17 de abril de 2013

¡El sentido de la vida!

Evangelio según San Juan 6,30-35.

Le dijeron: «¿Qué puedes hacer? ¿Qué señal milagrosa haces tú, para que la veamos y creamos en ti? ¿Cuál es tu obra?
Nuestros antepasados comieron el maná en el desierto, según dice la Escritura: Se les dio a comer pan del cielo.»
Jesús contestó: «En verdad les digo: No fue Moisés quien les dio el pan del cielo. Es mi Padre el que les da el verdadero pan del cielo.
El pan que Dios da es Aquel que baja del cielo y que da vida al mundo.»
Ellos dijeron: «Señor, danos siempre de ese pan.»
Jesús les dijo: «Yo soy el pan de vida. El que viene a mí nunca tendrá hambre y el que cree en mí nunca tendrá sed”.




COMENTARIO:


  San Juan abre, con una introducción a modo de diálogo, la conversación –que encierra un discurso- entre Jesús y algunos judíos que le pedían razones de su verdadera identidad y seguían insistiéndole en que realizara obras prodigiosas para confirmar su filiación divina.


  Siempre me llama la atención el hecho de que entre los coetáneos del Señor, entre aquellos que le seguían de cerca, hubieran podido surgir puntos de vista tan dispares. Cómo era posible que muchos de los hombres que escuchaban sus palabras y evidenciaban sus milagros, mantuvieran al Maestro en una constante crítica existencial, exigiéndole permanentes y nuevas pruebas sobre su mesianidad. Pero la verdadera realidad es que ayer, como hoy, muchos de ellos seguían a Jesús con un montón de ideas preconcebidas; con unos prejuicios creados que cerraban los ojos de su alma, cegándolos a la acción divina que actuaba en la cotidianidad de su existir. Porque es una gran verdad que no hay más ciego que el que no quiere ver, ni más sordo que el que no quiere oír.

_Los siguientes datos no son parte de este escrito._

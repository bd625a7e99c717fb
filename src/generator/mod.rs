//! Generator module - writes the post pages to the public directory
//!
//! Drives the page entry points for the whole build: enumerate routes, then
//! generate metadata, render, and write each page. Also emits the standard
//! 404 page and prunes outputs whose route disappeared.

use anyhow::Result;
use std::collections::HashSet;
use std::fs;
use std::path::Path;
use std::time::{Duration, SystemTime};

use tera::Context;
use walkdir::WalkDir;

use crate::content::{JsonContentRepository, PostStore};
use crate::helpers;
use crate::page::{enumerate_params, generate_metadata, render_post, RenderOutcome};
use crate::templates::TemplateRenderer;
use crate::Site;

/// Static site generator for post pages
pub struct Generator {
    site: Site,
    store: PostStore,
    templates: TemplateRenderer,
}

/// Counters reported after a generation run
#[derive(Debug, Default, Clone, Copy)]
pub struct GenerateSummary {
    /// Pages rendered and written
    pub rendered: usize,
    /// Pages skipped because their output is inside the revalidate window
    pub fresh: usize,
    /// Route keys that did not resolve to a post
    pub unresolved: usize,
    /// Stale output directories removed
    pub pruned: usize,
}

impl Generator {
    /// Create a new generator
    pub fn new(site: &Site) -> Result<Self> {
        let repository = JsonContentRepository::new(&site.content_path);

        Ok(Self {
            site: site.clone(),
            store: PostStore::new(Box::new(repository)),
            templates: TemplateRenderer::new()?,
        })
    }

    /// Generate every enumerated post page plus the 404 page.
    ///
    /// Outputs younger than the configured revalidate window are left alone
    /// unless `force` is set.
    pub fn generate(&self, force: bool) -> Result<GenerateSummary> {
        let config = &self.site.config;
        let posts_dir = self.site.public_dir.join(&config.post_dir);
        fs::create_dir_all(&posts_dir)?;

        let params = enumerate_params(&self.store, config)?;
        tracing::info!("Enumerated {} routes", params.len());

        let mut summary = GenerateSummary::default();
        let mut live_routes: HashSet<String> = HashSet::new();

        for param in &params {
            live_routes.insert(param.slug.clone());

            let output_path = posts_dir.join(&param.slug).join("index.html");
            if !force && is_fresh(&output_path, config.revalidate) {
                tracing::debug!("Fresh, skipping: {:?}", output_path);
                summary.fresh += 1;
                continue;
            }

            let metadata = generate_metadata(&self.store, config, &param.slug)?;
            match render_post(
                &self.store,
                config,
                &self.templates,
                &param.slug,
                metadata.as_ref(),
            )? {
                RenderOutcome::Page(html) => {
                    if let Some(parent) = output_path.parent() {
                        fs::create_dir_all(parent)?;
                    }
                    fs::write(&output_path, html)?;
                    tracing::debug!("Generated post: {:?}", output_path);
                    summary.rendered += 1;
                }
                RenderOutcome::NotFound => {
                    // Route keys come from post ids while lookups use slugs;
                    // a post whose id and slug diverge lands here.
                    tracing::warn!(
                        "Route key {:?} did not resolve to a post, skipping",
                        param.slug
                    );
                    summary.unresolved += 1;
                }
            }
        }

        self.generate_not_found_page()?;
        summary.pruned = self.prune_stale_outputs(&posts_dir, &live_routes)?;

        Ok(summary)
    }

    /// Render the standard not-found page to public/404.html
    fn generate_not_found_page(&self) -> Result<()> {
        let config = &self.site.config;

        let mut context = Context::new();
        context.insert("locale", &config.locale);
        context.insert("site_name", &config.site_name);
        context.insert("page_title", &format!("404 | {}", config.site_name));
        context.insert("meta_tags", &helpers::meta_generator());

        let html = self.templates.render("not_found.html", &context)?;
        fs::write(self.site.public_dir.join("404.html"), html)?;
        tracing::debug!("Generated 404 page");

        Ok(())
    }

    /// Remove post output directories whose route is no longer enumerated
    fn prune_stale_outputs(&self, posts_dir: &Path, live_routes: &HashSet<String>) -> Result<usize> {
        let mut pruned = 0;

        for entry in WalkDir::new(posts_dir)
            .min_depth(1)
            .max_depth(1)
            .into_iter()
            .filter_map(|e| e.ok())
        {
            if !entry.path().is_dir() {
                continue;
            }

            let name = entry.file_name().to_string_lossy().to_string();
            if !live_routes.contains(&name) {
                fs::remove_dir_all(entry.path())?;
                tracing::info!("Pruned stale output: {:?}", entry.path());
                pruned += 1;
            }
        }

        Ok(pruned)
    }
}

/// Whether an output file is younger than the revalidate window
fn is_fresh(path: &Path, revalidate_secs: u64) -> bool {
    let Ok(metadata) = fs::metadata(path) else {
        return false;
    };
    let Ok(modified) = metadata.modified() else {
        return false;
    };
    let Ok(age) = SystemTime::now().duration_since(modified) else {
        return false;
    };

    age < Duration::from_secs(revalidate_secs)
}

#[cfg(test)]
mod tests {
    use super::*;

    #[test]
    fn test_missing_output_is_not_fresh() {
        assert!(!is_fresh(Path::new("/nonexistent/index.html"), 86400));
    }

    #[test]
    fn test_recent_output_is_fresh() {
        let file = tempfile::NamedTempFile::new().unwrap();
        assert!(is_fresh(file.path(), 86400));
        assert!(!is_fresh(file.path(), 0));
    }
}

  Pero el Señor no se cansa, y sigue revelándoles que los bienes mesiánicos que Él trae son muy superiores a aquellos bienes materiales que demandan y que, aunque necesarios, no tienen un valor perdurable porque carecen de sello de eternidad. Qué aquel maná que reclaman y que Dios les concedió como alimento que recogían los hebreos en su caminar por el desierto cuando iban al encuentro de la tierra prometida, era símbolo y figura de ese Pan de Vida –la Sagrada Eucaristía- en el que el Hijo de Dios se entrega a los hombres como alimento de sus almas para tener Vida eterna. Ese Pan que es en sí mismo el Camino que nos lleva, sin extravíos, al Padre. Ese Pan que es la Verdad que sostiene el edificio de nuestro ser y nuestro actuar. Ese Pan que es el propio Jesucristo.


  Y es ese Jesús de Nazaret el que desde el Evangelio nos advierte a cada uno de nosotros, como hizo con sus interlocutores, sobre el peligro de poner nuestro corazón y nuestra seguridad en esos bienes materiales que el mundo nos presenta como fines en sí mismos y medios para alcanzar una felicidad temporal y pasajera. Nos previene del espejismo de dicha y bienestar que conlleva el olvido de nuestros hermanos en aras del altar del egoísmo. Y nos recuerda que, porque Dios nos ha creado y nos conoce, sólo podremos calmar nuestra sed de eternidad bebiendo del Manantial de Agua Viva que fluye del costado abierto de Nuestro Señor Jesucristo, a través de la vida sacramental en la Iglesia. Porque Jesús nos espera en la lectura y meditación de su Palabra; en la recepción de la Eucaristía, en el perdón de su Penitencia y en todos aquellos beneficios que, como el Hijo de Dios, nos regaló con su sacrificio.


  Cierto es que pedimos y agradecemos el pan de cada día y que, evidentemente, necesitamos para vivir; pero igual de cierto es que por conseguir ese pan no podemos renunciar a la Verdad ni a la recepción del alimento divino que nos da la vida eterna: el propio Cristo. El Señor nos habla de saber, de conocer donde está nuestro corazón; porque sólo con la cercanía de Dios, aunque sea en medio de la propia tribulación, encontraremos la alegría cristiana de los que viven con la esperanza y el convencimiento de poseer todo aquello que de verdad tiene valor: el sentido de la vida.